Continuous integrated biologics manufacturing

Conference Dates

October 6-10, 2019


Biosimilars and patent expiry are forcing the biopharma industry to find new ways to maintain competitiveness by ensuring affordability, quality, and delivery performance. Despite great improvements in upstream processing (USP) efficiency, higher titres create downstream processing (DSP) bottlenecks and facility fit issues: Equipment reaches its physical and capacity limits thereby increasing processing time, material consumption and overall cost. Continuous processes have been proposed as a solution to many of these issues as they offer higher productivity while reducing cycle times, buffer/resin usage and required footprint.

A consortium of UK based biopharmaceutical companies, suppliers and not for profit research organisations, funded by an Innovate UK grant, has been created and will investigate how such an integrated, continuous downstream process system can be realised. The system has been constructed and is currently operating at the Centre for Process Innovation at Darlington, UK. The project combines and condenses multiple DSP unit operations to function as one uninterrupted system with integrated analytics and overarching automated control. The aim is to create an operationally-efficient, multi-product platform which replicates the functionality of a larger plant processing 100 L feedstock per day (independent of product titre).
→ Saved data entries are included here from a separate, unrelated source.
use crate::attendance::error::ClockError;
use crate::attendance::geo::Coordinates;
use crate::model::attendance::AttendanceRecord;
use chrono::{DateTime, Utc};
use serde::{Deserialize, Serialize};
use strum_macros::{Display, EnumString};
use utoipa::ToSchema;

/// Where an employee stands in today's clock cycle. Never stored; always
/// derived from the day's record so the record stays the single source of
/// truth.
#[derive(
    Debug, Clone, Copy, PartialEq, Eq, Serialize, Deserialize, Display, EnumString, ToSchema,
)]
#[serde(rename_all = "snake_case")]
#[strum(serialize_all = "snake_case")]
pub enum ClockState {
    /// Not checked in today.
    Absent,
    /// Checked in, working.
    Present,
    /// On the (single) daily break.
    OnBreak,
    /// Checked out. Terminal for the day.
    Done,
}

/// The four clock actions an employee can submit.
#[derive(
    Debug, Clone, Copy, PartialEq, Eq, Serialize, Deserialize, Display, EnumString, ToSchema,
)]
#[serde(rename_all = "snake_case")]
#[strum(serialize_all = "snake_case")]
pub enum ClockAction {
    CheckIn,
    BreakStart,
    BreakEnd,
    CheckOut,
}

impl ClockState {
    /// Derives the state from today's record. Evaluation order matters:
    /// check-out wins over an open break, an open break wins over plain
    /// presence.
    pub fn derive(record: Option<&AttendanceRecord>) -> Self {
        let Some(rec) = record else {
            return ClockState::Absent;
        };
        if rec.check_in_time.is_none() {
            return ClockState::Absent;
        }
        if rec.check_out_time.is_some() {
            return ClockState::Done;
        }
        if rec.break_start_time.is_some() && rec.break_end_time.is_none() {
            return ClockState::OnBreak;
        }
        ClockState::Present
    }
}

/// Everything a transition needs besides the record itself. `now` is stamped
/// once per engine call so date and timestamps cannot disagree.
#[derive(Debug, Clone, Copy)]
pub struct ActionContext {
    pub employee_id: u64,
    pub store_id: u64,
    pub now: DateTime<Utc>,
    pub position: Coordinates,
}

/// Applies one clock action to today's record and returns the record to be
/// persisted. Pure: no clock reads, no storage. Every (state, action) pair
/// outside the transition table is rejected with `InvalidTransition` so the
/// caller writes nothing.
pub fn apply(
    record: Option<AttendanceRecord>,
    action: ClockAction,
    ctx: &ActionContext,
) -> Result<AttendanceRecord, ClockError> {
    let state = ClockState::derive(record.as_ref());

    if state == ClockState::Absent {
        if action != ClockAction::CheckIn {
            return Err(ClockError::InvalidTransition { state, action });
        }
        let mut rec = record
            .unwrap_or_else(|| AttendanceRecord::new(ctx.employee_id, ctx.store_id, ctx.now.date_naive()));
        rec.check_in_time = Some(ctx.now);
        rec.check_in_latitude = Some(ctx.position.latitude);
        rec.check_in_longitude = Some(ctx.position.longitude);
        return Ok(rec);
    }

    let Some(mut rec) = record else {
        // Non-absent states always come from an existing record.
        return Err(ClockError::InvalidTransition { state, action });
    };

    match (state, action) {
        (ClockState::Present, ClockAction::BreakStart) => {
            if rec.break_start_time.is_some() {
                // The day's single break is already used up.
                return Err(ClockError::InvalidTransition { state, action });
            }
            rec.break_start_time = Some(ctx.now);
            Ok(rec)
        }
        (ClockState::OnBreak, ClockAction::BreakEnd) => {
            if let Some(start) = rec.break_start_time {
                rec.break_end_time = Some(ctx.now);
                rec.break_duration_minutes = Some((ctx.now - start).num_minutes());
            }
            Ok(rec)
        }
        (ClockState::Present, ClockAction::CheckOut) => {
            rec.check_out_time = Some(ctx.now);
            rec.check_out_latitude = Some(ctx.position.latitude);
            rec.check_out_longitude = Some(ctx.position.longitude);
            Ok(rec)
        }
        (state, action) => Err(ClockError::InvalidTransition { state, action }),
    }
}
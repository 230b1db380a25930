//! Thread-safe ticket pool implementation.

use std::collections::{HashSet, VecDeque};
use std::sync::{Mutex, MutexGuard};

use tracing::{debug, info, warn};

use super::types::{AddOutcome, PoolStatus, Ticket};

/// The shared ticket pool coordinator.
///
/// Owns the FIFO queue of unsold tickets, the sold counter, both capacity
/// limits, and the vendor/customer id registries. One mutex guards the
/// whole state so every public operation is atomic with respect to every
/// other; critical sections only touch in-memory state and logging happens
/// after the guard is dropped.
#[derive(Debug)]
pub struct TicketPool {
    state: Mutex<PoolState>,
}

#[derive(Debug)]
struct PoolState {
    queue: VecDeque<Ticket>,
    sold: u32,
    max_event_tickets: u32,
    max_pool_tickets: u32,
    vendors: HashSet<u32>,
    customers: HashSet<u32>,
}

impl TicketPool {
    /// Create an empty pool with the given event and buffer caps.
    pub fn new(max_event_tickets: u32, max_pool_tickets: u32) -> Self {
        Self {
            state: Mutex::new(PoolState {
                queue: VecDeque::new(),
                sold: 0,
                max_event_tickets,
                max_pool_tickets,
                vendors: HashSet::new(),
                customers: HashSet::new(),
            }),
        }
    }

    fn lock(&self) -> MutexGuard<'_, PoolState> {
        // No operation can leave the state half-mutated on panic, so a
        // poisoned lock is still consistent and safe to recover.
        self.state.lock().unwrap_or_else(|e| e.into_inner())
    }

    /// Register a vendor id. Returns false and leaves state untouched if
    /// the id is already registered.
    pub fn register_vendor(&self, vendor_id: u32) -> bool {
        let inserted = self.lock().vendors.insert(vendor_id);
        if inserted {
            info!(vendor_id, "vendor registered");
        } else {
            warn!(vendor_id, "vendor id already registered");
        }
        inserted
    }

    /// Register a customer id. Independent of the vendor registry.
    pub fn register_customer(&self, customer_id: u32) -> bool {
        let inserted = self.lock().customers.insert(customer_id);
        if inserted {
            info!(customer_id, "customer registered");
        } else {
            warn!(customer_id, "customer id already registered");
        }
        inserted
    }

    /// Attempt to deposit a ticket.
    ///
    /// The capacity checks and the append run under one critical section,
    /// so a concurrent add or remove can never push occupancy past a cap.
    /// Rejection is a backpressure signal, not an error.
    pub fn add_ticket(&self, vendor_id: u32, ticket: Ticket) -> AddOutcome {
        let outcome = {
            let mut state = self.lock();
            let available = state.queue.len() as u32;
            if available + state.sold >= state.max_event_tickets {
                AddOutcome::EventExhausted
            } else if available >= state.max_pool_tickets {
                AddOutcome::PoolFull
            } else {
                state.queue.push_back(ticket);
                AddOutcome::Added
            }
        };

        match outcome {
            AddOutcome::Added => {
                info!(vendor_id, ticket_id = ticket.id, "ticket added to pool");
            }
            AddOutcome::EventExhausted => {
                warn!(vendor_id, "cannot add ticket, maximum event tickets reached");
            }
            AddOutcome::PoolFull => {
                warn!(vendor_id, "cannot add ticket, maximum pool tickets reached");
            }
        }
        outcome
    }

    /// Withdraw the oldest ticket, if any.
    ///
    /// The pop and the sold-count increment happen under the same critical
    /// section so `available + sold` never transiently exceeds the event
    /// cap for a concurrent observer.
    pub fn remove_ticket(&self) -> Option<Ticket> {
        let ticket = {
            let mut state = self.lock();
            let ticket = state.queue.pop_front();
            if ticket.is_some() {
                state.sold += 1;
            }
            ticket
        };

        match ticket {
            Some(t) => info!(ticket_id = t.id, "ticket purchased"),
            None => debug!("no tickets available for purchase"),
        }
        ticket
    }

    /// Clear the queue, the sold counter, and both registries.
    ///
    /// Only used as part of a full stop/restart; previously registered
    /// ids become available again.
    pub fn reset(&self) {
        {
            let mut state = self.lock();
            state.queue.clear();
            state.sold = 0;
            state.vendors.clear();
            state.customers.clear();
        }
        info!("ticket pool reset");
    }

    /// Number of tickets currently sitting unsold in the buffer.
    pub fn available(&self) -> u32 {
        self.lock().queue.len() as u32
    }

    /// Number of tickets withdrawn so far.
    pub fn sold(&self) -> u32 {
        self.lock().sold
    }

    pub fn max_event_tickets(&self) -> u32 {
        self.lock().max_event_tickets
    }

    pub fn max_pool_tickets(&self) -> u32 {
        self.lock().max_pool_tickets
    }

    /// Consistent snapshot of all counters, taken under one lock hold.
    pub fn status(&self) -> PoolStatus {
        let state = self.lock();
        PoolStatus {
            available: state.queue.len() as u32,
            sold: state.sold,
            max_event_tickets: state.max_event_tickets,
            max_pool_tickets: state.max_pool_tickets,
        }
    }

    /// Update the event cap. Deliberately does not re-validate current
    /// occupancy; shrinking below `available + sold` is tolerated and the
    /// invariant re-establishes itself as tickets are withdrawn.
    pub fn set_max_event_tickets(&self, max_event_tickets: u32) {
        self.lock().max_event_tickets = max_event_tickets;
        info!(max_event_tickets, "event ticket cap updated");
    }

    /// Update the buffer cap. Same occupancy caveat as the event cap.
    pub fn set_max_pool_tickets(&self, max_pool_tickets: u32) {
        self.lock().max_pool_tickets = max_pool_tickets;
        info!(max_pool_tickets, "pool ticket cap updated");
    }
}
The integrated unit will be tested on several biologic processes demonstrating the system’s potential to enable product changeover, increased facility flexibility and productivity. Significant focus will be given to process validation procedures and the use of low level control to achieve process stability (steady state) and maintain acceptable product quality. This work will lay the foundation for real-time release strategies and replace drug substance release testing.

This presentation will provide an overview of the project and show recently-acquired data from the automated purification of industry-relevant monoclonal antibodies. In doing so, this will highlight the applicability and demonstrate the real-world potential for integrated continuous processing to advance the manufacturing of biopharmaceuticals.